A novel approach for predicting Alzheimer’s disease using machine learning on DNA methylation in blood

Alzheimer’s disease (AD) is the leading cause of dementia worldwide. Mild cognitive impairment (MCI) is an early stage of mental decline that can precede the development of AD. Oftentimes, the progression of MCI to AD is difficult to predict. An AD diagnosis can involve invasive brain scans and spinal fluid tests. However, one promising biomarker for the diagnosis of AD is epigenetic data, specifically the methylation level of cytosine-phosphate-guanine (CpG) sites in the DNA. AD is linked to environmental factors, with some factors causing changes in these DNA methylation levels. We hypothesized that machine learning models can use blood DNA methylation levels, sex, and age to predict between cognitive normality, MCI, and AD with at least 50% accuracy. In this paper, we generated four machine learning models and two dataset dimensionality reduction methods in order to test this hypothesis. We trained the models on data from CpG sites from whole blood.
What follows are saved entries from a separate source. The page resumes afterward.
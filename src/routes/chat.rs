use std::convert::Infallible;
use std::sync::Arc;

use axum::Json;
use axum::extract::{Path, State};
use axum::http::StatusCode;
use axum::response::sse::{Event, KeepAlive, KeepAliveStream, Sse};
use futures::StreamExt;
use futures::stream::BoxStream;
use serde::Serialize;
use tokio::sync::{mpsc, watch};
use tokio::time::timeout;

use crate::AppState;
use crate::boundary;
use crate::error::AppError;
use crate::models::entities::{Conversation, MessageRole, StoredMessage};
use crate::models::requests::{CreateConversationRequest, SendMessageRequest};
use crate::models::responses::{
    ConversationResponse, DeleteConversationResponse, ListMessagesResponse, MessageResponse,
    SendMessageResponse,
};
use crate::personas::{self, Persona};
use crate::services::completion::{CompletionClient, estimate_tokens, validate_reply};

const FALLBACK_ERROR_MESSAGE: &str =
    "I'm having trouble generating a response right now. Please try again.";

/// Events emitted on the SSE streaming endpoint.
#[derive(Debug, Clone, Serialize)]
#[serde(tag = "type", rename_all = "snake_case")]
pub enum ChatEvent {
    Content { text: String },
    Done { message_id: String, refused: bool },
    Error { message: String },
}

fn sse_event(event: &ChatEvent) -> Result<Event, Infallible> {
    Ok(Event::default().data(serde_json::to_string(event).unwrap_or_default()))
}

impl From<Conversation> for ConversationResponse {
    fn from(c: Conversation) -> Self {
        Self {
            id: c.id,
            persona: c.persona_name,
            model: c.model,
            created_at: c.created_at,
            updated_at: c.updated_at,
            message_count: c.messages.len(),
        }
    }
}

#[utoipa::path(
    post,
    path = "/api/v1/chat/conversations",
    request_body = CreateConversationRequest,
    responses(
        (status = 201, body = ConversationResponse, description = "Conversation created"),
        (status = 404, description = "Unknown persona"),
        (status = 422, description = "Unknown model"),
    ),
    tag = "Chat"
)]
pub async fn create_conversation(
    State(state): State<Arc<AppState>>,
    Json(body): Json<CreateConversationRequest>,
) -> Result<(StatusCode, Json<ConversationResponse>), AppError> {
    let persona = body.validate_persona().map_err(AppError::not_found)?;
    body.validate_model().map_err(AppError::validation_error)?;

    let model = body
        .model
        .as_deref()
        .unwrap_or(state.completions.default_model());

    let conversation = state.sessions.create(persona.name, model);

    Ok((
        StatusCode::CREATED,
        Json(ConversationResponse::from(conversation)),
    ))
}

#[utoipa::path(
    get,
    path = "/api/v1/chat/conversations/{conversation_id}/messages",
    params(("conversation_id" = String, Path, description = "Conversation id")),
    responses(
        (status = 200, body = ListMessagesResponse, description = "Conversation transcript"),
        (status = 404, description = "Conversation not found"),
    ),
    tag = "Chat"
)]
pub async fn list_messages(
    State(state): State<Arc<AppState>>,
    Path(conversation_id): Path<String>,
) -> Result<Json<ListMessagesResponse>, AppError> {
    let conversation = state
        .sessions
        .get(&conversation_id)
        .ok_or_else(|| AppError::not_found("Conversation not found"))?;

    let messages: Vec<MessageResponse> = conversation
        .messages
        .into_iter()
        .map(MessageResponse::from)
        .collect();
    let total = messages.len();

    Ok(Json(ListMessagesResponse {
        conversation_id,
        messages,
        total,
    }))
}

#[utoipa::path(
    post,
    path = "/api/v1/chat/conversations/{conversation_id}/messages",
    params(("conversation_id" = String, Path, description = "Conversation id")),
    request_body = SendMessageRequest,
    responses(
        (status = 201, body = SendMessageResponse, description = "Turn completed"),
        (status = 404, description = "Conversation not found"),
        (status = 422, description = "Invalid content"),
    ),
    tag = "Chat"
)]
pub async fn send_message(
    State(state): State<Arc<AppState>>,
    Path(conversation_id): Path<String>,
    Json(body): Json<SendMessageRequest>,
) -> Result<(StatusCode, Json<SendMessageResponse>), AppError> {
    let content = body
        .validate_content()
        .map_err(AppError::validation_error)?
        .to_string();

    let conversation = state
        .sessions
        .get(&conversation_id)
        .ok_or_else(|| AppError::not_found("Conversation not found"))?;

    // Gate before any network call.
    let decision = boundary::evaluate(&content, &conversation.persona_name);

    // Context window excludes the turn being sent.
    let history = state.sessions.history_for_context(&conversation_id);

    let user_message = state
        .sessions
        .append(&conversation_id, MessageRole::User, &content, false, None)
        .ok_or_else(|| AppError::not_found("Conversation not found"))?;

    if !decision.allowed {
        let assistant_message = state
            .sessions
            .append(
                &conversation_id,
                MessageRole::Assistant,
                &decision.response,
                true,
                None,
            )
            .ok_or_else(|| AppError::not_found("Conversation not found"))?;

        return Ok((
            StatusCode::CREATED,
            Json(SendMessageResponse {
                user_message: user_message.into(),
                assistant_message: assistant_message.into(),
            }),
        ));
    }

    let persona = personas::lookup(&conversation.persona_name)
        .ok_or_else(|| AppError::not_found("Persona not found"))?;

    let reply = if !state.completions.is_configured() {
        CompletionClient::demo_reply(persona.name)
    } else {
        match generate_reply(&state, persona, &conversation, &history, &content).await {
            Ok(text) => text,
            Err(e) => {
                tracing::error!(error = %e, "AI generation failed, using fallback");
                FALLBACK_ERROR_MESSAGE.to_string()
            }
        }
    };

    let reply = if validate_reply(&reply) {
        reply
    } else {
        tracing::warn!("empty completion, using fallback");
        FALLBACK_ERROR_MESSAGE.to_string()
    };

    let token_count = estimate_tokens(&reply);
    let assistant_message = state
        .sessions
        .append(
            &conversation_id,
            MessageRole::Assistant,
            &reply,
            false,
            Some(token_count),
        )
        .ok_or_else(|| AppError::not_found("Conversation not found"))?;

    Ok((
        StatusCode::CREATED,
        Json(SendMessageResponse {
            user_message: user_message.into(),
            assistant_message: assistant_message.into(),
        }),
    ))
}

/// The single call site that touches the completion service; every failure
/// is converted here or by the caller into a visible conversation turn.
async fn generate_reply(
    state: &AppState,
    persona: &Persona,
    conversation: &Conversation,
    history: &[StoredMessage],
    content: &str,
) -> Result<String, AppError> {
    let stream = state
        .completions
        .stream_reply(
            &conversation.model,
            persona.instruction_prompt,
            history,
            content,
        )
        .await?;

    // The handler holds the sender for the whole collect; nothing cancels
    // the JSON path besides the client's own timeout.
    let (_cancel_tx, cancel_rx) = watch::channel(false);
    state.completions.collect_reply(stream, cancel_rx).await
}

#[utoipa::path(
    post,
    path = "/api/v1/chat/conversations/{conversation_id}/stream",
    params(("conversation_id" = String, Path, description = "Conversation id")),
    request_body = SendMessageRequest,
    responses(
        (status = 200, description = "SSE stream of chat events"),
        (status = 404, description = "Conversation not found"),
        (status = 422, description = "Invalid content"),
    ),
    tag = "Chat"
)]
pub async fn stream_message(
    State(state): State<Arc<AppState>>,
    Path(conversation_id): Path<String>,
    Json(body): Json<SendMessageRequest>,
) -> Result<Sse<KeepAliveStream<BoxStream<'static, Result<Event, Infallible>>>>, AppError> {
    let content = body
        .validate_content()
        .map_err(AppError::validation_error)?
        .to_string();

    let conversation = state
        .sessions
        .get(&conversation_id)
        .ok_or_else(|| AppError::not_found("Conversation not found"))?;

    let decision = boundary::evaluate(&content, &conversation.persona_name);
    let history = state.sessions.history_for_context(&conversation_id);

    state
        .sessions
        .append(&conversation_id, MessageRole::User, &content, false, None)
        .ok_or_else(|| AppError::not_found("Conversation not found"))?;

    // Refusals and demo replies are served from a short canned stream; the
    // completion service is never contacted.
    if !decision.allowed {
        let assistant_message = state
            .sessions
            .append(
                &conversation_id,
                MessageRole::Assistant,
                &decision.response,
                true,
                None,
            )
            .ok_or_else(|| AppError::not_found("Conversation not found"))?;

        return Ok(canned_sse(&decision.response, &assistant_message.id, true));
    }

    let persona = personas::lookup(&conversation.persona_name)
        .ok_or_else(|| AppError::not_found("Persona not found"))?;

    if !state.completions.is_configured() {
        let reply = CompletionClient::demo_reply(persona.name);
        let assistant_message = state
            .sessions
            .append(&conversation_id, MessageRole::Assistant, &reply, false, None)
            .ok_or_else(|| AppError::not_found("Conversation not found"))?;

        return Ok(canned_sse(&reply, &assistant_message.id, false));
    }

    let upstream = state
        .completions
        .stream_reply(
            &conversation.model,
            persona.instruction_prompt,
            history.as_slice(),
            &content,
        )
        .await?;

    let (tx, rx) = mpsc::channel::<ChatEvent>(32);
    tokio::spawn(forward_stream(state.clone(), conversation_id, upstream, tx));

    let events = futures::stream::unfold(rx, |mut rx| async move {
        rx.recv().await.map(|event| (event, rx))
    })
    .map(|event| sse_event(&event))
    .boxed();

    Ok(Sse::new(events).keep_alive(KeepAlive::default()))
}

fn canned_sse(
    text: &str,
    message_id: &str,
    refused: bool,
) -> Sse<KeepAliveStream<BoxStream<'static, Result<Event, Infallible>>>> {
    let events = vec![
        sse_event(&ChatEvent::Content {
            text: text.to_string(),
        }),
        sse_event(&ChatEvent::Done {
            message_id: message_id.to_string(),
            refused,
        }),
    ];
    Sse::new(futures::stream::iter(events).boxed()).keep_alive(KeepAlive::default())
}

/// Drain the upstream completion, forwarding deltas to the SSE channel.
///
/// If the client disconnects the channel closes; consumption stops there and
/// the partial buffer is still finalized as the assistant turn, so the
/// transcript matches whatever the client last displayed.
async fn forward_stream(
    state: Arc<AppState>,
    conversation_id: String,
    mut upstream: async_openai::types::chat::ChatCompletionResponseStream,
    tx: mpsc::Sender<ChatEvent>,
) {
    let idle = state.completions.idle_timeout();
    let mut buffer = String::new();
    let mut client_gone = false;

    'consume: loop {
        match timeout(idle, upstream.next()).await {
            Err(_) => {
                tracing::warn!("completion stream stalled, finalizing partial reply");
                break;
            }
            Ok(None) => break,
            Ok(Some(Ok(chunk))) => {
                for choice in &chunk.choices {
                    if let Some(delta) = &choice.delta.content {
                        buffer.push_str(delta);
                        let event = ChatEvent::Content {
                            text: delta.clone(),
                        };
                        if tx.send(event).await.is_err() {
                            tracing::debug!("SSE client disconnected, stopping stream");
                            client_gone = true;
                            break 'consume;
                        }
                    }
                }
            }
            Ok(Some(Err(e))) => {
                tracing::error!(error = %e, "completion stream error");
                if buffer.is_empty() {
                    let _ = tx
                        .send(ChatEvent::Error {
                            message: "AI generation failed".to_string(),
                        })
                        .await;
                }
                break;
            }
        }
    }

    let reply = if validate_reply(&buffer) {
        buffer
    } else {
        FALLBACK_ERROR_MESSAGE.to_string()
    };

    let token_count = estimate_tokens(&reply);
    let assistant_message = state.sessions.append(
        &conversation_id,
        MessageRole::Assistant,
        &reply,
        false,
        Some(token_count),
    );

    if client_gone {
        return;
    }

    if let Some(message) = assistant_message {
        let _ = tx
            .send(ChatEvent::Done {
                message_id: message.id,
                refused: false,
            })
            .await;
    }
}

#[utoipa::path(
    delete,
    path = "/api/v1/chat/conversations/{conversation_id}",
    params(("conversation_id" = String, Path, description = "Conversation id")),
    responses(
        (status = 200, body = DeleteConversationResponse, description = "Conversation deleted"),
        (status = 404, description = "Conversation not found"),
    ),
    tag = "Chat"
)]
pub async fn delete_conversation(
    State(state): State<Arc<AppState>>,
    Path(conversation_id): Path<String>,
) -> Result<Json<DeleteConversationResponse>, AppError> {
    let deleted_messages_count = state
        .sessions
        .delete(&conversation_id)
        .ok_or_else(|| AppError::not_found("Conversation not found"))?;

    Ok(Json(DeleteConversationResponse {
        success: true,
        deleted_conversation_id: conversation_id,
        deleted_messages_count,
    }))
}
When predicting if a patient would be cognitively normal, have MCI, or have AD, we achieved an accuracy of 53.33%, which is 20% greater than random guessing. We achieved this accuracy using a gradient boosting decision trees model in combination with a logistic regression method for feature selection. While this accuracy is low, the feature selection method that we developed may be useful in future research, as it identifies CpG sites that are most correlated with AD. Since peripheral blood is easily accessible through blood draw, our model represents a practical way to assist in the diagnosis of AD.